For some inexplicable reason, some people want this.

     Note that the name "INBOX" has special semantics and rules, as
described in the file naming.txt.

     The following file/message formats are supported by c-client as of
the time of this writing:

. mx	This is an experimental format, and may be removed in a future
	release.  An mx format mailbox has a .mxindex file which holds
	the message status and unique identifiers.  Messages are
	stored in Internet standard CF LF form, so the file size of
	the message file equals the size of the message.

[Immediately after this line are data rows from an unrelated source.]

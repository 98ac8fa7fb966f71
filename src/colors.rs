//! Pad colours: evenly spaced pastel hues and a readable text colour for each.

use rand::Rng;

const PALETTE_SATURATION: f64 = 60.0;
const PALETTE_LIGHTNESS: f64 = 72.0;
const MIN_TEXT_CONTRAST: f64 = 4.5;

pub const WHITE: &str = "#FFFFFF";
pub const BLACK: &str = "#000000";

#[derive(Debug, Clone, Copy, PartialEq, Eq)]
pub struct Rgb {
    pub r: u8,
    pub g: u8,
    pub b: u8,
}

impl Rgb {
    pub fn to_hex(self) -> String {
        format!("#{:02x}{:02x}{:02x}", self.r, self.g, self.b)
    }
}

/// HSL (degrees, percent, percent) to RGB.
pub fn hsl_to_rgb(h: f64, s: f64, l: f64) -> Rgb {
    let s = s / 100.0;
    let l = l / 100.0;
    let a = s * l.min(1.0 - l);
    let channel = |n: f64| {
        let k = (n + h / 30.0) % 12.0;
        let value = l - a * (k - 3.0).min(9.0 - k).min(1.0).max(-1.0);
        (255.0 * value).round().clamp(0.0, 255.0) as u8
    };

    Rgb {
        r: channel(0.0),
        g: channel(8.0),
        b: channel(4.0),
    }
}

pub fn hsl_to_hex(h: f64, s: f64, l: f64) -> String {
    hsl_to_rgb(h, s, l).to_hex()
}

/// Parses `#rrggbb` (the `#` is optional). Malformed input reads as black.
pub fn hex_to_rgb(hex: &str) -> Rgb {
    let clean = hex.trim().trim_start_matches('#');
    let value = u32::from_str_radix(clean, 16).unwrap_or(0);
    Rgb {
        r: ((value >> 16) & 0xff) as u8,
        g: ((value >> 8) & 0xff) as u8,
        b: (value & 0xff) as u8,
    }
}

/// WCAG relative luminance.
pub fn relative_luminance(rgb: Rgb) -> f64 {
    let linear = |channel: u8| {
        let v = f64::from(channel) / 255.0;
        if v <= 0.03928 {
            v / 12.92
        } else {
            ((v + 0.055) / 1.055).powf(2.4)
        }
    };
    0.2126 * linear(rgb.r) + 0.7152 * linear(rgb.g) + 0.0722 * linear(rgb.b)
}

pub fn contrast_ratio(a: &str, b: &str) -> f64 {
    let la = relative_luminance(hex_to_rgb(a));
    let lb = relative_luminance(hex_to_rgb(b));
    let (light, dark) = if la >= lb { (la, lb) } else { (lb, la) };
    (light + 0.05) / (dark + 0.05)
}

/// White when it reaches AA contrast or beats black, black otherwise.
pub fn pick_accessible_text_color(background: &str) -> &'static str {
    let white = contrast_ratio(background, WHITE);
    let black = contrast_ratio(background, BLACK);
    if white >= MIN_TEXT_CONTRAST || white >= black {
        WHITE
    } else {
        BLACK
    }
}

/// `n` pastel colours with hues spaced `floor(360 / n)` degrees apart,
/// starting at `seed_hue` or at a random hue.
pub fn generate_harmonic_palette(n: usize, seed_hue: Option<u32>) -> Vec<String> {
    if n == 0 {
        return Vec::new();
    }

    let base = seed_hue.unwrap_or_else(|| rand::rng().random_range(0..360));
    let step = 360 / n as u64;
    (0..n as u64)
        .map(|i| {
            let hue = (u64::from(base) + i * step) % 360;
            hsl_to_hex(hue as f64, PALETTE_SATURATION, PALETTE_LIGHTNESS)
        })
        .collect()
}

#[cfg(test)]
mod tests {
    use super::*;

    #[test]
    fn test_hsl_primaries() {
        assert_eq!(hsl_to_hex(0.0, 100.0, 50.0), "#ff0000");
        assert_eq!(hsl_to_hex(120.0, 100.0, 50.0), "#00ff00");
        assert_eq!(hsl_to_hex(240.0, 100.0, 50.0), "#0000ff");
        assert_eq!(hsl_to_hex(0.0, 0.0, 100.0), "#ffffff");
    }

    #[test]
    fn test_palette_spacing() {
        let palette = generate_harmonic_palette(6, Some(0));
        assert_eq!(palette.len(), 6);
        assert_eq!(palette[0], hsl_to_hex(0.0, 60.0, 72.0));
        assert_eq!(palette[1], hsl_to_hex(60.0, 60.0, 72.0));
        assert_eq!(palette[5], hsl_to_hex(300.0, 60.0, 72.0));
    }

    #[test]
    fn test_palette_wraps_hue() {
        let palette = generate_harmonic_palette(4, Some(300));
        assert_eq!(palette[1], hsl_to_hex(30.0, 60.0, 72.0));
    }

    #[test]
    fn test_random_palette_is_well_formed() {
        let palette = generate_harmonic_palette(5, None);
        assert_eq!(palette.len(), 5);
        assert!(palette.iter().all(|c| c.len() == 7 && c.starts_with('#')));
        assert!(generate_harmonic_palette(0, None).is_empty());
    }

    #[test]
    fn test_hex_round_trip_and_malformed() {
        assert_eq!(hex_to_rgb("#1e1e1e"), Rgb { r: 30, g: 30, b: 30 });
        assert_eq!(hex_to_rgb("FF8000"), Rgb { r: 255, g: 128, b: 0 });
        assert_eq!(hex_to_rgb("nonsense"), Rgb { r: 0, g: 0, b: 0 });
    }

    #[test]
    fn test_contrast_extremes() {
        assert!((contrast_ratio(WHITE, BLACK) - 21.0).abs() < 1e-9);
        assert!((contrast_ratio("#777777", "#777777") - 1.0).abs() < 1e-9);
    }

    #[test]
    fn test_text_color_choice() {
        assert_eq!(pick_accessible_text_color("#000000"), WHITE);
        assert_eq!(pick_accessible_text_color("#1E1E1E"), WHITE);
        assert_eq!(pick_accessible_text_color("#FFFFFF"), BLACK);
        assert_eq!(pick_accessible_text_color("#f2d479"), BLACK);
    }
}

	mx is somewhat inefficient; the entire directory must be read
	and each file stat()'d.  We found it intolerable for a
	moderate sized mailbox (2000 messages) and have more or less
	abandoned it.	

. mh	This is supported for compatibility with the past.  This is
	the format used by the old mh program.

	mh is very inefficient; the entire directory must be read
	and each file stat()'d, and in order to determine the size
	of a message, the entire file must be read and newline
	conversion performed.

	mh is deficient in that it does not support any permanent
	flags or keywords; and has no means to store UIDs (because
	the mh "compress" command renames all the files, that's
	why).

. news	This is an export of the local filesystem's news spool, e.g.
	/var/spool/news.  Access to mailboxes in news format is read
	only; however, message "deleted" status is preserved in a
	.newsrc file in the user's home directory.  There is no other
	status or keywords.

	news is very inefficient; the entire directory must be
	read and each file stat()'d, and in order to determine the
	size of a message, the entire file must be read and newline
	conversion performed.

	news is deficient in that it does not support permanent flags
	other than deleted; does not support keywords; and has no
	expunge.


Soapbox on File/Message Formats

     If it sounds from the above descriptions that we're not putting
too much effort into file/message formats, you are correct.

     There's a general reason why file/message formats are a bad idea.
Just about every filesystem in existance serializes file creation and
deletions because these manipulate the free space map.  This turns out
to be an enormous problem when you start creating/deleting more than a
few messages per second; you spend all your time thrashing in the
filesystem.

     It is also extremely slow to do a text search through a
file/message format mailbox.  All of those open()s and close()s really
add up to major filesystem thrashing.


What about Cyrus and Maildir?

     Both formats are vulnerable to the filesystem thrashing outlined
above.

     The Cyrus format used by CMU's Cyrus server (and Esys' server)
has a special associated flat file in each directory that contains
extensive data (including pre-parsed ENVELOPEs and BODYSTRUCTUREs)
about the messages.  Put another way, it's a (considerably) more
featureful form of mx.  It also uses certain operating system
facilities (e.g. file/memory mapping) which are not available on older
systems, at a cost of much more limited portability than c-client.
These considerably ameliorate the fundamental problems with
file/message formats; in fact, Cyrus is halfway to being a database.
Rather than support Cyrus format in c-client, you should run Cyrus or
Esys if you want that format.

     The Maildir format used by qmail has all of the performance
disadvantages of mh noted above, with the additional problem that the
files are renamed in order to change their status so you end up having
to rescan the directory frequently to locate the current names
(particularly in a shared mailbox scenario).  It doesn't scale, and it
represents a support nightmare; it is therefore not supported in the
official distribution.  Maildir support code for c-client is available
from third parties; but, if you use it, it is entirely at your own
risk (read: don't complain about how poorly it performs or bugs).


So what does this all mean?

     A database (such as used by Exchange) is really a much better
approach if you want to move away from flat files.  mx and especially
Cyrus take a tenative step in that direction; mx failed mostly because
it didn't go anywhere near far enough.  Cyrus goes much further, and
scores remarkable benefits from doing so.

     However, a well-designed pure database without the overhead of
separate files would do even better.